*** Provided records Section Begins ***
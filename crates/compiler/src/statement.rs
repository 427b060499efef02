// Copyright (c) 2025 woxQAQ
//
// Licensed under the MIT License or Apache License 2.0
// See LICENSE files for details

//! Output of a successful compilation

use crate::options::StatementOptions;
use ecsql_ir::{ExpTree, TypeInfo};
use serde::Serialize;

/// Native binding of one ECSQL parameter
#[derive(Debug, Clone, PartialEq, Serialize)]
pub struct ParameterBinding {
    /// 1-based ECSQL parameter index
    pub index: u32,
    pub name: Option<String>,
    pub type_info: TypeInfo,
    /// 1-based `?N` placeholders, one per native column of the type
    pub sql_indices: Vec<u32>,
}

/// A compiled ECSQL statement
///
/// Holds the analyzed tree, the native SQL for the backing engine and the
/// information the executor needs to bind values.
#[derive(Debug, Clone)]
pub struct CompiledStatement {
    /// Fully analyzed tree
    pub tree: ExpTree,
    pub native_sql: String,
    /// Canonical ECSQL, when enabled in the compile options
    pub ecsql: Option<String>,
    /// Bindings ordered by ECSQL index
    pub parameters: Vec<ParameterBinding>,
    pub options: StatementOptions,
}

impl CompiledStatement {
    /// Binding of the parameter with the given 1-based index
    pub fn parameter(&self, index: u32) -> Option<&ParameterBinding> {
        self.parameters.iter().find(|p| p.index == index)
    }

    /// Binding of a named parameter, matched ASCII case-insensitively
    pub fn named_parameter(&self, name: &str) -> Option<&ParameterBinding> {
        self.parameters.iter().find(|p| {
            p.name
                .as_deref()
                .is_some_and(|n| n.eq_ignore_ascii_case(name))
        })
    }

    /// Number of `?N` placeholders in the native SQL
    pub fn native_parameter_count(&self) -> usize {
        self.parameters.iter().map(|p| p.sql_indices.len()).sum()
    }
}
*** Provided records Section Ends ***
Your objective
Could you set down, exactly as written, the lines above between the one holding "the compile options" and the one holding "matched ASCII case-insensitively", inclusive, and nothing more?

Your response
    /// Canonical ECSQL, when enabled in the compile options
    pub ecsql: Option<String>,
    /// Bindings ordered by ECSQL index
    pub parameters: Vec<ParameterBinding>,
    pub options: StatementOptions,
}

impl CompiledStatement {
    /// Binding of the parameter with the given 1-based index
    pub fn parameter(&self, index: u32) -> Option<&ParameterBinding> {
        self.parameters.iter().find(|p| p.index == index)
    }

    /// Binding of a named parameter, matched ASCII case-insensitively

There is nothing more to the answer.